Proof. Observe by definition that \(L(t) = ||{\mathbf{r}}(t) ||_2^2\). Using Lemma 1 it follows that \[\begin{align*} \frac{d}{dt}||{\mathbf{r}}(t)||^2 &=2{\mathbf{r}}(t)^T\frac{d {\mathbf{r}}(t)}{dt} = - 2{\mathbf{r}}(t)^T {\mathbf{H}}(t) {\mathbf{r}}(t) = -2 ||{\mathbf{J}}(t) {\mathbf{r}}(t)||^2 \leq - 2\lambda_n({\mathbf{H}}(t)) ||r(t)||^2 \leq -\kappa||r(t)||^2. \end{align*}\] As \(||r(s)||^2\) and \(-\kappa\) are real and continuous functions of \(s\) for \(s \in [0,t]\), then the result claimed follows from Gronwall’s inequality, \[\begin{align*} ||{\mathbf{r}}(t)||^2 \leq \exp\left( - \int_{0}^t \kappa ds \right) ||{\mathbf{r}}(0)||^2 = \exp(-\kappa t) ||{\mathbf{r}}(0)||^2. \end{align*}\]
As a result, to prove convergence it suffices to uniformly lower bound the smallest eigenvalue of \({\mathbf{H}}(t)\) for all \(t\geq0\). Note as \({\mathbf{H}}(t)\) is a gram matrix then its eigenvalues are both real and non-negative. This observation leads to the following somewhat trivial corollary.
Corollary 1 Under the same conditions as Lemma 1 we have \(L(t) \leq L(0)\).
Before proceeding a small side point to make is that we actually only need to bound the smallest eigenvalue of the eigenspace of \({\mathbf{H}}(t)\) in which the residue lies. To be clear, suppose \({\mathbf{r}}(t)\) lies in the span of the top \(k(t)\) eigenvectors of \({\mathbf{H}}(t)\), then it would suffice to lower bound instead \(\lambda_{k(t)}({\mathbf{H}}(t))\).
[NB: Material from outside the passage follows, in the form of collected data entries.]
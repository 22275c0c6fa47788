//! Core use-case services.
//!
//! # Responsibility
//! - Orchestrate store access into admin-facing APIs per concern.
//! - Keep callers decoupled from key layout and encoding details.
//!
//! # Invariants
//! - Services reach the physical store only through `NamespacedStore`.
//! - Every mutation is followed by its domain change notification.

pub mod exam_catalog;
pub mod reference_catalog;
pub mod result_store;
pub mod school_registry;
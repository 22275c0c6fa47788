//! Core logging bootstrap and safety policy.
//!
//! # Responsibility
//! - Initialize file-based rolling logs exactly once per process.
//! - Emit stable, metadata-only diagnostic events from core.
//!
//! # Invariants
//! - Logging init is idempotent for the same configuration.
//! - Re-initialization with a different level or directory is rejected.
//! - Logging initialization must not panic.

use flexi_logger::{Cleanup, Criterion, FileSpec, Logger, LoggerHandle, Naming, WriteMode};
use log::{error, info};
use once_cell::sync::OnceCell;
use std::path::{Path, PathBuf};

const LOG_FILE_BASENAME: &str = "markbook";
const MAX_LOG_FILE_SIZE_BYTES: u64 = 10 * 1024 * 1024;
const MAX_LOG_FILES: usize = 5;
const MAX_PANIC_PAYLOAD_CHARS: usize = 160;

static LOGGING_STATE: OnceCell<LoggingState> = OnceCell::new();
static PANIC_HOOK_INSTALLED: OnceCell<()> = OnceCell::new();

struct LoggingState {
    level: &'static str,
    log_dir: PathBuf,
    _logger: LoggerHandle,
}

/// Initializes core logging with level and directory.
///
/// Returns `Ok(())` when logging is active, or a human-readable error
/// string when initialization fails.
///
/// # Invariants
/// - Repeated calls with the same configuration are idempotent.
/// - Conflicting level or directory on a later call is rejected.
///
/// # Errors
/// - Unsupported `level`, empty or non-absolute `log_dir`, unwritable
///   directory, or logger backend setup failure.
pub fn init_logging(level: &str, log_dir: &str) -> Result<(), String> {
    let normalized_level = normalize_level(level)?;
    let normalized_dir = normalize_log_dir(log_dir)?;

    let init_dir = normalized_dir.clone();
    let state = LOGGING_STATE.get_or_try_init(|| -> Result<LoggingState, String> {
        std::fs::create_dir_all(&init_dir).map_err(|err| {
            format!(
                "failed to create log directory `{}`: {err}",
                init_dir.display()
            )
        })?;

        let logger = Logger::try_with_str(normalized_level)
            .map_err(|err| format!("invalid log level `{normalized_level}`: {err}"))?
            .log_to_file(
                FileSpec::default()
                    .directory(init_dir.as_path())
                    .basename(LOG_FILE_BASENAME),
            )
            .rotate(
                Criterion::Size(MAX_LOG_FILE_SIZE_BYTES),
                Naming::Numbers,
                Cleanup::KeepLogFiles(MAX_LOG_FILES),
            )
            .write_mode(WriteMode::BufferAndFlush)
            .append()
            .format_for_files(flexi_logger::detailed_format)
            .start()
            .map_err(|err| format!("failed to start logger: {err}"))?;

        install_panic_hook_once();

        info!(
            "event=core_init module=core status=ok level={} log_dir={} version={}",
            normalized_level,
            init_dir.display(),
            env!("CARGO_PKG_VERSION")
        );

        Ok(LoggingState {
            level: normalized_level,
            log_dir: init_dir,
            _logger: logger,
        })
    })?;

    if state.log_dir != normalized_dir {
        return Err(format!(
            "logging already initialized at `{}`; refusing to switch to `{}`",
            state.log_dir.display(),
            normalized_dir.display()
        ));
    }
    if state.level != normalized_level {
        return Err(format!(
            "logging already initialized with level `{}`; refusing to switch to `{}`",
            state.level, normalized_level
        ));
    }

    Ok(())
}

/// Returns `(level, log_dir)` when logging is active, `None` otherwise.
pub fn logging_status() -> Option<(&'static str, PathBuf)> {
    LOGGING_STATE
        .get()
        .map(|state| (state.level, state.log_dir.clone()))
}

/// Default log level for the current build mode.
pub fn default_log_level() -> &'static str {
    if cfg!(debug_assertions) {
        "debug"
    } else {
        "info"
    }
}

fn normalize_level(level: &str) -> Result<&'static str, String> {
    match level.trim().to_ascii_lowercase().as_str() {
        "trace" => Ok("trace"),
        "debug" => Ok("debug"),
        "info" => Ok("info"),
        "warn" | "warning" => Ok("warn"),
        "error" => Ok("error"),
        other => Err(format!(
            "unsupported log level `{other}`; expected trace|debug|info|warn|error"
        )),
    }
}

fn normalize_log_dir(log_dir: &str) -> Result<PathBuf, String> {
    let trimmed = log_dir.trim();
    if trimmed.is_empty() {
        return Err("log_dir cannot be empty".to_string());
    }
    let path = Path::new(trimmed);
    if !path.is_absolute() {
        return Err(format!("log_dir must be an absolute path, got `{trimmed}`"));
    }
    Ok(path.to_path_buf())
}

fn install_panic_hook_once() {
    if PANIC_HOOK_INSTALLED.get().is_some() {
        return;
    }

    let previous_hook = std::panic::take_hook();
    std::panic::set_hook(Box::new(move |panic_info| {
        let location = panic_info
            .location()
            .map(|loc| format!("{}:{}", loc.file(), loc.line()))
            .unwrap_or_else(|| "unknown".to_string());
        let payload = panic_payload_summary(panic_info);
        error!(
            "event=panic_captured module=core status=error location={} payload={}",
            location, payload
        );
        previous_hook(panic_info);
    }));

    let _ = PANIC_HOOK_INSTALLED.set(());
}

fn panic_payload_summary(info: &std::panic::PanicHookInfo<'_>) -> String {
    let payload = if let Some(message) = info.payload().downcast_ref::<&str>() {
        (*message).to_string()
    } else if let Some(message) = info.payload().downcast_ref::<String>() {
        message.clone()
    } else {
        "non-string panic payload".to_string()
    };

    sanitize_message(&payload, MAX_PANIC_PAYLOAD_CHARS)
}

// Panic payloads can carry user text; strip newlines and cap length before
// the line reaches the log file.
fn sanitize_message(value: &str, max_chars: usize) -> String {
    let normalized = value.replace(['\n', '\r'], " ");
    let mut truncated = normalized.chars().take(max_chars).collect::<String>();
    if normalized.chars().count() > max_chars {
        truncated.push_str("...");
    }
    truncated
}
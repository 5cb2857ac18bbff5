//! Component system
//!
//! Components render to a [`View`] tree that can be turned into HTML with
//! [`View::render_to_string`] or inspected directly by the test screen.

mod r#trait;
mod view;

pub use r#trait::Component;
pub use view::{ElementView, IntoView, View};
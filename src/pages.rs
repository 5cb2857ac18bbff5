//! Signup page rendering
//!
//! This module provides access to `signup-pages`: the view tree, the
//! `SignupPage` component and the headless test screen.
//!
//! ## Example
//!
//! ```
//! use signup::pages::testing::{Role, Screen, TextMatch, user_event};
//!
//! let mut screen = Screen::render_default();
//! let button = screen.get_by_role(Role::Button).unwrap();
//! user_event::click(&mut screen, &button).unwrap();
//!
//! assert!(screen
//!     .query_by_text(&TextMatch::exact("The email you entered is invalid"))
//!     .is_some());
//! ```

// Re-export all signup-pages functionality
pub use signup_pages::*;
//! Error types for signup form validation

/// The single user-visible failure produced by a submit.
///
/// Exactly one of these is published per rejected submission. The display
/// string is the message shown under the form.
#[derive(Debug, Clone, PartialEq, Eq, thiserror::Error)]
pub enum ValidationError {
	#[error("The email you entered is invalid")]
	InvalidEmail,
	#[error("The password you entered should contain {min_length} or more characters")]
	PasswordTooShort { min_length: usize },
	#[error("The passwords don't match")]
	PasswordMismatch,
}

impl ValidationError {
	/// Stable identifier for the failure, used in metadata and logs.
	///
	/// # Examples
	///
	/// ```
	/// use signup_forms::ValidationError;
	///
	/// assert_eq!(ValidationError::InvalidEmail.code(), "invalid_email");
	/// assert_eq!(ValidationError::PasswordMismatch.code(), "password_mismatch");
	/// ```
	pub fn code(&self) -> &'static str {
		match self {
			ValidationError::InvalidEmail => "invalid_email",
			ValidationError::PasswordTooShort { .. } => "password_too_short",
			ValidationError::PasswordMismatch => "password_mismatch",
		}
	}
}

/// Error raised by an individual field validator.
#[derive(Debug, Clone, PartialEq, Eq, thiserror::Error)]
pub enum FieldError {
	#[error("{0}")]
	Validation(String),
}

pub type FieldResult<T> = Result<T, FieldError>;

/// Errors from the form's string-keyed entry points and configuration.
#[derive(Debug, thiserror::Error)]
pub enum FormError {
	#[error("Unknown form field: {0}")]
	UnknownField(String),
	#[error("Invalid configuration: {0}")]
	Config(String),
	#[error("Failed to parse configuration: {0}")]
	ConfigParse(#[from] toml::de::Error),
}

pub type FormResult<T> = Result<T, FormError>;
However, for neural networks, and indeed many other models, analyzing the spectrum of \({\mathbf{H}}(t)\) directly is difficult. In particular, before one even considers the dynamics, observe, due to the random initialization of the network parameters, that \({\mathbf{H}}(0)\) is a random matrix whose distribution is typically not easily analyzed. The approach we will instead pursue is as follows: i) substitute the analysis of the eigenvalues of \({\mathbf{H}}(0)\) with that of a simpler ‘proxy’ matrix \({\mathbf{H}}_{\infty}\) (the choice of notation here will soon become clear!), which we assume for now is positive semi-definite, then ii) derive conditions to ensure that \(\lambda_n({\mathbf{H}}(t))\) remains close to \(\lambda_n({\mathbf{H}}_{\infty})\) for all \(t \in [0,T]\) where \(T\in \mathbb{R}_{>0}\) is arbitrary.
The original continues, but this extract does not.